If matrix $A \in \Bbb R^{d \times d}$ is positive semidefinite and tall matrix $W \in \Bbb R^{d \times c}$ (where $d > c$) has orthonormal columns, $W^T W = I_c$, does the following inequality hold?

$$\mbox{Tr} \left( W^T A W \right) \leq \mbox{Tr} (A)$$

It seems true after I run the code many times, but I can't prove it. Anyone can help?

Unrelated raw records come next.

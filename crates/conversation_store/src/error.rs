use std::path::PathBuf;

use thiserror::Error;

#[derive(Debug, Error)]
pub enum StoreError {
    #[error("failed to create data directory {path}: {source}")]
    CreateDir {
        path: PathBuf,
        #[source]
        source: std::io::Error,
    },

    #[error("failed to open database at {path}: {source}")]
    Open {
        path: PathBuf,
        #[source]
        source: rusqlite::Error,
    },

    #[error("database query failed: {0}")]
    Sqlite(#[from] rusqlite::Error),

    #[error("no conversation with id '{0}'")]
    UnknownConversation(String),

    #[error("message row {id} has unknown role '{role}'")]
    UnknownRole { id: String, role: String },

    #[error("stored timestamp {0} is out of range")]
    TimestampRange(i64),

    #[error("failed to format timestamp as RFC3339: {0}")]
    ClockFormat(#[source] time::error::Format),
}

impl StoreError {
    #[must_use]
    pub fn create_dir(path: impl Into<PathBuf>, source: std::io::Error) -> Self {
        Self::CreateDir {
            path: path.into(),
            source,
        }
    }

    #[must_use]
    pub fn open(path: impl Into<PathBuf>, source: rusqlite::Error) -> Self {
        Self::Open {
            path: path.into(),
            source,
        }
    }
}
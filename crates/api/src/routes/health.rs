use axum::{routing::get, Json, Router};
use serde::Serialize;

use crate::state::AppState;

/// Health check response payload.
#[derive(Serialize)]
pub struct HealthResponse {
    /// Overall service status.
    pub status: &'static str,
    /// Crate version from Cargo.toml.
    pub version: &'static str,
}

/// GET /health -- the engine has no external dependencies, so reachability
/// is health.
async fn health_check() -> Json<HealthResponse> {
    Json(HealthResponse {
        status: "ok",
        version: env!("CARGO_PKG_VERSION"),
    })
}

/// Mount health check routes (intended for root-level, NOT under `/api/v1`).
pub fn router() -> Router<AppState> {
    Router::new().route("/health", get(health_check))
}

Thanks.

import numpy as np

d = 10 m = round(0.3*d)

A = np.random.randint(-100, 100, (d, d)) A = A.dot(A.T) #A is postive semidefinte now

B = np.random.randint(-100, 100, (d, m)) u, s, vh = np.linalg.svd(B) W = u[:, 0:m]

p1 = np.trace(W.T.dot(A).dot(W)) p2 = np.trace(A) print(p1) print(p2)

Pei
  • 31
  • This is not true in general. You can modify your code to generate a $W$ matrix with very large entries relative to $A$ and easily find a counterexample- your current code ensures that the columns of $W$ have norm 1, which is too small. – Brian Borchers Jul 31 '20 at 04:11
  • @BrianBorchers Sorry, I forgot the orthogonal constraint, now I have modified my question. – Pei Jul 31 '20 at 04:19
  • With the orthogonality requirement on $W$, it's easy to prove this using the von Neumann trace inequality. – Brian Borchers Jul 31 '20 at 04:34
  • thanks for your help @BrianBorchers – Pei Aug 01 '20 at 13:04

4 Answers4

3

Since $\mathrm W^\top \mathrm W = \mathrm I_c$, the (symmetric) projection matrix that projects onto the column space of $\rm W$ is

$$\mathrm W \left( \mathrm W^\top \mathrm W \right)^{-1} \mathrm W^\top = \mathrm W \mathrm W^\top$$

and, thus, the (symmetric) projection matrix that projects onto the left null space of $\rm W$ (which is the subspace orthogonal to the column space) is $\mathrm I_d - \mathrm W \mathrm W^\top$. Since the eigenvalues of projection matrices are $0$ and $1$, matrix $\mathrm I_d - \mathrm W \mathrm W^\top$ is positive semidefinite.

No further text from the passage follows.